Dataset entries

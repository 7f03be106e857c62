//! Query-parameter translation for the Herald notification-event API.
//!
//! Turns the bag of string key/value pairs from an inbound request into a
//! validated [`herald_storage::EventQuery`]: identifier set, pagination
//! window, sort specification, and a composed set of per-field filters.

pub mod compose;
pub mod parser;
pub mod registry;

pub use compose::compose;
pub use parser::{
    RawFilterMap, SearchError, build_event_query, extract_raw_filters, parse_event_id_set,
    parse_pagination, parse_sort,
};
pub use registry::{EventFieldRegistry, FieldDescriptor, FilterKind, QUERY_ALL, QUERY_TEXT};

Task brief
From the first line to the last, copy the records exactly as they appear above.

Answer to this task
repository 7f03be106e857c62
//! Query-parameter translation for the Herald notification-event API.
//!
//! Turns the bag of string key/value pairs from an inbound request into a
//! validated [`herald_storage::EventQuery`]: identifier set, pagination
//! window, sort specification, and a composed set of per-field filters.

pub mod compose;
pub mod parser;
pub mod registry;

pub use compose::compose;
pub use parser::{
    RawFilterMap, SearchError, build_event_query, extract_raw_filters, parse_event_id_set,
    parse_pagination, parse_sort,
};
pub use registry::{EventFieldRegistry, FieldDescriptor, FilterKind, QUERY_ALL, QUERY_TEXT};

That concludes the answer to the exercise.